I agree with most what you are saying in general. However, I find it
very concerning that you make it about Quark. Are you sure you are
not just jumping on the bandwagon because people started to pick on
Quark? There are probably many boards in the tree that are even more
abandoned and their platform code was in worth shape from the beginning.
Let's not make arbitrary choices what to move and what not.

On 15.04.22 22:38, ron minnich wrote:
> I think quark revival should come with a reasonable deadline. IOW, if
> people are serious about keeping this platform, I think we ought to
> see commitments as to when they report that it works. I'd suggest July
> 1.

We already have rules when to announce and when to actually move things
to abandoned branches. Let's not make arbitrary exceptions.

> We've had a lot of commitments before, but everyone is busy, and
> hopes can outrun reality. It should not take more than a few hours to
> verify that this board or does not work.
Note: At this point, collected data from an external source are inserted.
use crate::format::ScanUnit;
use crate::timecode::Timecode;
use anyhow::{Context, Result};
use lazy_static::lazy_static;
use regex::Regex;

lazy_static! {
    static ref TIMING: Regex =
        Regex::new(r"^(\d{1,2}:\d{2}:\d{2}[,.]\d{1,3})\s*-->\s*(\d{1,2}:\d{2}:\d{2}[,.]\d{1,3})$")
            .unwrap();
}

/// One SubRip cue: number, timing, text.
#[derive(Debug, Clone, PartialEq, Eq)]
pub struct Cue {
    pub index: usize,
    pub start: Timecode,
    pub end: Timecode,
    pub text: String,
    /// 1-based source line of the first text line.
    pub line: usize,
}

impl Cue {
    pub fn unit(&self) -> ScanUnit<'_> {
        ScanUnit {
            text: &self.text,
            line: self.line,
            column: 1,
        }
    }
}

/// Parse SubRip content. A cue with a malformed number or timing line is a
/// hard error: fixing re-renders the whole file, and a silently dropped cue
/// would lose content.
pub fn parse(content: &str) -> Result<Vec<Cue>> {
    let lines: Vec<&str> = content.lines().collect();
    let mut cues = Vec::new();
    let mut i = 0;

    while i < lines.len() {
        if lines[i].trim().is_empty() {
            i += 1;
            continue;
        }

        let index: usize = lines[i].trim().parse().with_context(|| {
            format!("line {}: expected a cue number, found {:?}", i + 1, lines[i])
        })?;
        i += 1;

        let timing = lines.get(i).map(|l| l.trim()).unwrap_or("");
        let caps = TIMING.captures(timing).with_context(|| {
            format!("line {}: expected a timing line, found {:?}", i + 1, timing)
        })?;
        let start = parse_timestamp(&caps[1])?;
        let end = parse_timestamp(&caps[2])?;
        i += 1;

        let text_line = i + 1;
        let mut text_lines = Vec::new();
        while i < lines.len() && !lines[i].trim().is_empty() {
            text_lines.push(lines[i]);
            i += 1;
        }

        cues.push(Cue {
            index,
            start,
            end,
            text: text_lines.join("\n"),
            line: text_line,
        });
    }

    Ok(cues)
}

/// SubRip writes `,` before the milliseconds; `Timecode` speaks `.`.
fn parse_timestamp(s: &str) -> Result<Timecode> {
    s.replace(',', ".")
        .parse()
        .with_context(|| format!("invalid timestamp {:?}", s))
}

fn render_timestamp(tc: Timecode) -> String {
    tc.format(true).replace('.', ",")
}

/// Serialize cues back to SubRip with canonical `HH:MM:SS,mmm` timestamps.
pub fn render(cues: &[Cue]) -> String {
    let mut out = String::new();
    for cue in cues {
        out.push_str(&format!(
            "{}\n{} --> {}\n{}\n\n",
            cue.index,
            render_timestamp(cue.start),
            render_timestamp(cue.end),
            cue.text
        ));
    }
    if out.ends_with("\n\n") {
        out.pop();
    }
    out
}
The same seems true about many other boards in the tree. Why don't you
demand the same for them?

>
> Keeping an old platform is not zero cost. It comes with costs for
> running CI, keeping it up to date as other parts of coreboot evolve,
> and dealing with build failures that can occur as it falls out of
> date. Those costs are all externalized, for most of us, to Patrick and
> Martin, but they do exist.
>
> In round numbers, coreboot is at about 5k commits/year (last time I
> looked; maybe it's higher or lower now).  Assuming each CL takes
> around ten builds, that's 50,000 builds, times 350 boards, which
> translates to "a lot." It keeps Martin's house warm, I suspect. That's
> not counting the continuous builds that go on for Chromebooks at
> Google, Intel, and many other places. These builds all include Quark.
> To put it another way, Quark has a CO2 footprint. There ought to be
> usage to justify this cost.

Speaking of builds in other places and CO2 footprint, wouldn't it
reduce the coreboot CI's CO2 footprint by roughly 33% if we would
stop build testing Chromebooks twice (with and without the CHROMEOS
option enabled)? I'm not saying we should do it. But there are much
lower hanging fruits than Quark. So I don't understand why this is
brought up for the latter.

>
> I'm told that 1% or so of our mainboards are dependent on quark. As
> far as I know, there are 0 quark boards out there using coreboot. We

WDYM? why would you know who is using coreboot on their Galileo board
and who isn't?

> seem to be putting an awful lot of effort into a board with no users
> -- a board and chip that, furthermore, has been dead for several
> years, and was never that great to begin with.

Can you please elaborate on that "awful lot of effort"?